In this special edition, the index is based on Country Risk Premium (CRP) data as of April 1, 2026, and has been stress-tested against Henley & Partners’ current client demand trends.
Rapid Restructuring Underway
“Resilience is a long-term attribute that doesn’t change overnight. But risk is the opposite—it shifts quickly. Markets are repricing risk in real-time,” said Dr. Parag Khanna, founder and CEO of AlphaGeo.
Traditional safe havens continue to top the rankings, with Switzerland in first place, Denmark second, Sweden third, Singapore fourth, and Norway fifth—highlighting the strength and institutional stability of the Nordic cluster.
Several emerging economies have seen significant upward moves, with India jumping 40 places to 64th, the Philippines rising 40 places to 74th, Turkey climbing 32 places to 88th, Mexico advancing 30 places to 66th, and Morocco gaining 28 places to 70th.
Dr. Christian H. Kaelin, Chairman of Henley & Partners, said: “What we are witnessing is not just repricing, but increasing divergence. No single country can offer lasting security or simultaneously provide all the attributes investors seek—stability, access, opportunity, and safety. However, when these elements are combined, they form a more powerful force: strategic optionality.”

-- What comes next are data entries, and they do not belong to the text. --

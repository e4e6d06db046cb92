use std::collections::BTreeSet;
use std::sync::mpsc::{self, Receiver, Sender};
use std::time::Instant;

use eframe::egui::Vec2;
use serde_json::Value;

use super::{GraphEvent, GraphKind, TrafficGraph};
use crate::entity::{GraphObject, Node};
use crate::layout::{
    Dimensions, LayoutEdge, LayoutInput, LayoutJob, LayoutNode, LayoutResponse, TopologyKey,
};

/// Bookkeeping for discrete layout requests in flight.
pub struct LayoutTracker {
    /// Generations dispatched and not yet answered. A watchdog reset empties
    /// it, so answers from before the reset never count against newer
    /// requests.
    in_flight: BTreeSet<u64>,
    requested_at: Option<Instant>,
    pending: Option<(TopologyKey, Dimensions)>,
    generation: u64,
    applied: u64,
    reply: Sender<LayoutResponse>,
    results: Receiver<LayoutResponse>,
}

impl Default for LayoutTracker {
    fn default() -> Self {
        let (reply, results) = mpsc::channel();
        Self {
            in_flight: BTreeSet::new(),
            requested_at: None,
            pending: None,
            generation: 0,
            applied: 0,
            reply,
            results,
        }
    }
}

impl LayoutTracker {
    pub fn outstanding(&self) -> usize {
        self.in_flight.len()
    }

    pub fn generation(&self) -> u64 {
        self.generation
    }

    pub fn applied_generation(&self) -> u64 {
        self.applied
    }
}

fn position_hint(node: &Node) -> Option<Vec2> {
    let position = node.metadata().get("position")?;
    let x = position.get("x").and_then(Value::as_f64)?;
    let y = position.get("y").and_then(Value::as_f64)?;
    Some(Vec2::new(x as f32, y as f32))
}

fn rank_hint(node: &Node) -> Option<usize> {
    node.metadata()
        .get("rank")
        .and_then(Value::as_u64)
        .and_then(|rank| usize::try_from(rank).ok())
}

impl TrafficGraph {
    pub fn layout_tracker(&self) -> &LayoutTracker {
        &self.layout
    }

    /// The visible topology handed to the layout strategy.
    pub fn layout_input(&self) -> LayoutInput {
        let mut nodes = self
            .nodes
            .values()
            .filter(|node| node.is_visible())
            .map(|node| LayoutNode {
                name: node.name().to_owned(),
                size: node.size(),
                weight: node
                    .incoming_volume(&self.connections, None)
                    .max(node.outgoing_volume(&self.connections, None)),
                position_hint: position_hint(node),
                rank_hint: rank_hint(node),
            })
            .collect::<Vec<_>>();
        nodes.sort_by(|a, b| a.name.cmp(&b.name));

        let mut edges = self
            .connections
            .values()
            .filter(|connection| {
                connection.is_visible()
                    && [connection.source(), connection.target()]
                        .iter()
                        .all(|end| self.nodes.get(*end).is_some_and(|node| node.is_visible()))
            })
            .map(|connection| LayoutEdge {
                name: connection.name().to_owned(),
                source: connection.source().to_owned(),
                target: connection.target().to_owned(),
            })
            .collect::<Vec<_>>();
        edges.sort_by(|a, b| a.name.cmp(&b.name));

        let entry_nodes = self
            .entry_nodes()
            .into_iter()
            .filter(|name| self.nodes.get(name).is_some_and(|node| node.is_visible()))
            .collect();

        let mut options = self.config.layout.clone();
        if self.kind == GraphKind::Focused {
            options.entry_adjacent_ranking = true;
        }

        LayoutInput {
            nodes,
            edges,
            entry_nodes,
            options,
        }
    }

    /// Sends the visible topology to the layout strategy. Marks the layout
    /// valid right away; positions land later through [`Self::poll_layout`].
    /// Returns false when nothing was dispatched.
    pub fn relayout(&mut self) -> bool {
        if !self.current || !self.populated {
            return false;
        }

        let input = self.layout_input();
        let request = (TopologyKey::from_input(&input), self.dimensions);
        if !self.layout.in_flight.is_empty() && self.layout.pending.as_ref() == Some(&request) {
            log::debug!("{}: equivalent layout already outstanding", self.name);
            self.layout_valid = true;
            return false;
        }

        self.layout.generation += 1;
        self.layout.in_flight.insert(self.layout.generation);
        self.layout.requested_at = Some(Instant::now());
        self.layout.pending = Some(request);
        self.layout_valid = true;

        log::debug!(
            "{}: requesting {} layout generation {} for {} nodes",
            self.name,
            self.strategy.name(),
            self.layout.generation,
            input.nodes.len()
        );
        self.dispatcher.submit(LayoutJob {
            graph: self.name.clone(),
            generation: self.layout.generation,
            input,
            dimensions: self.dimensions,
            strategy: self.strategy.clone(),
            reply: self.layout.reply.clone(),
        });

        // Inline dispatch has already answered.
        self.poll_layout();
        true
    }

    /// Applies every layout result that has arrived. Returns how many were
    /// applied.
    pub fn poll_layout(&mut self) -> usize {
        let mut applied = 0;
        while let Ok(response) = self.layout.results.try_recv() {
            self.layout.in_flight.remove(&response.generation);
            if self.apply_layout(response) {
                applied += 1;
            }
        }

        if self.layout.in_flight.is_empty() {
            self.layout.requested_at = None;
            self.layout.pending = None;
        }
        applied
    }

    fn apply_layout(&mut self, response: LayoutResponse) -> bool {
        if response.generation < self.layout.applied {
            log::debug!(
                "{}: dropping layout generation {} older than applied {}",
                self.name,
                response.generation,
                self.layout.applied
            );
            return false;
        }

        self.layout.applied = response.generation;
        let output = response.output;
        for (name, node) in &mut self.nodes {
            if let Some(position) = output.positions.get(name) {
                node.position = *position;
                self.view.position_changed(name, *position);
            }
            node.rank = output.ranks.get(name).copied();
            node.depth = output.columns.get(name).copied();
        }

        self.has_position_data = true;
        self.events.push(GraphEvent::LayoutApplied {
            graph: self.name.clone(),
            generation: response.generation,
        });
        true
    }

    /// Unblocks the force simulation when a layout never answered. A late
    /// answer is still applied.
    pub(crate) fn check_layout_watchdog(&mut self, now: Instant) -> bool {
        let Some(requested_at) = self.layout.requested_at else {
            return false;
        };
        if self.layout.in_flight.is_empty()
            || now.saturating_duration_since(requested_at) < self.config.layout_watchdog()
        {
            return false;
        }

        log::warn!(
            "{}: {} layout request(s) unanswered after {:?}; resetting",
            self.name,
            self.layout.in_flight.len(),
            self.config.layout_watchdog()
        );
        self.layout.in_flight.clear();
        self.layout.requested_at = None;
        self.layout.pending = None;
        true
    }

    pub fn simulation_active(&self) -> bool {
        self.simulation.is_some() && self.layout.in_flight.is_empty() && self.current
    }

    pub(crate) fn step_simulation(&mut self, delta_seconds: f32) -> bool {
        if !self.simulation_active() {
            return false;
        }
        let Some(simulation) = self.simulation.as_mut() else {
            return false;
        };

        let anchor = self
            .nodes
            .values()
            .find(|node| node.is_visible() && node.is_entry_node(self.entry_node.as_deref()))
            .map(|node| node.name());
        simulation.sync(
            self.nodes
                .values()
                .filter(|node| node.is_visible())
                .map(|node| (node.name(), node.position)),
            self.connections
                .values()
                .filter(|connection| connection.is_visible())
                .map(|connection| (connection.source(), connection.target())),
            anchor,
        );

        let moving = simulation.step(delta_seconds);
        for (name, position) in simulation.positions() {
            if let Some(node) = self.nodes.get_mut(name) {
                node.position = position;
                self.view.position_changed(name, position);
            }
        }
        moving
    }
}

These shifts reflect a redistribution of investor confidence. Investors are differentiating between countries based on policy credibility, strategic positioning, and resilience against geopolitical shocks.
Dr. Tim Klatte, Partner at Grant Thornton China, said: “The traditional narrative that ‘developed countries are safe, emerging markets are risky’ is breaking down. Investors are no longer thinking in regional blocs—they are assessing resilience on a country-by-country basis and adjusting their capital and personal allocations accordingly.”
Among major economies, China (up 6 places to 31st) is the most notable riser, while Canada (down 4 places to 15th) is the biggest decliner among the G7 nations. The United States (24th) and the United Kingdom (19th) remained unchanged.
Countries affected by conflict, sanctions, or structural vulnerabilities saw significant declines, including Belarus (down 57 places to 117th), Bosnia and Herzegovina (down 32 places to 89th), and Ukraine (down 28 places to 131st).
Accelerated Investor Response
These changes are already reflected in investor behavior.
Henley & Partners’ internal data shows that since January 2026, applications have been submitted by nationals from over 70 countries, involving more than 40 global residence and citizenship programs.
Demand for sovereignty diversification is surging, with significant increases in applications for multiple investment migration programs: Greece (+61%), Italy (+43%), Malta (+38%), and Nauru (+200%). Meanwhile, inquiries for New Zealand’s investment migration program have risen by 165%, Costa Rica by 44%, and Turkey by 35%.
The Middle East conflict is driving this reconfiguration.
Dr. Robert Mogielnicki, a political economist specializing in the Middle East, said: “The current conflict has significantly raised the risks faced by investors, governments, and globally mobile individuals. The Strait of Hormuz will remain a contentious strategic chokepoint, and even if a negotiated solution is eventually reached, the geopolitical risk premium is unlikely to dissipate.”
In the Gulf region, inquiries from UAE clients have increased by 41%, and applications by 26%, primarily driven by expatriates in the UAE seeking more options.
Although core European economies still show resilience on a relative level, the macro outlook is becoming increasingly fragile.
Award-winning journalist and geopolitical commentator Misha Glenny said: “While Europe will face economic challenges in the short term, signs that it is gradually coalescing into a political community suggest it is likely to remain near the top of the index.” However, he warned that this resilience masks deeper structural pressures in Europe—from weak growth and energy vulnerability to increasing political fragmentation across the continent.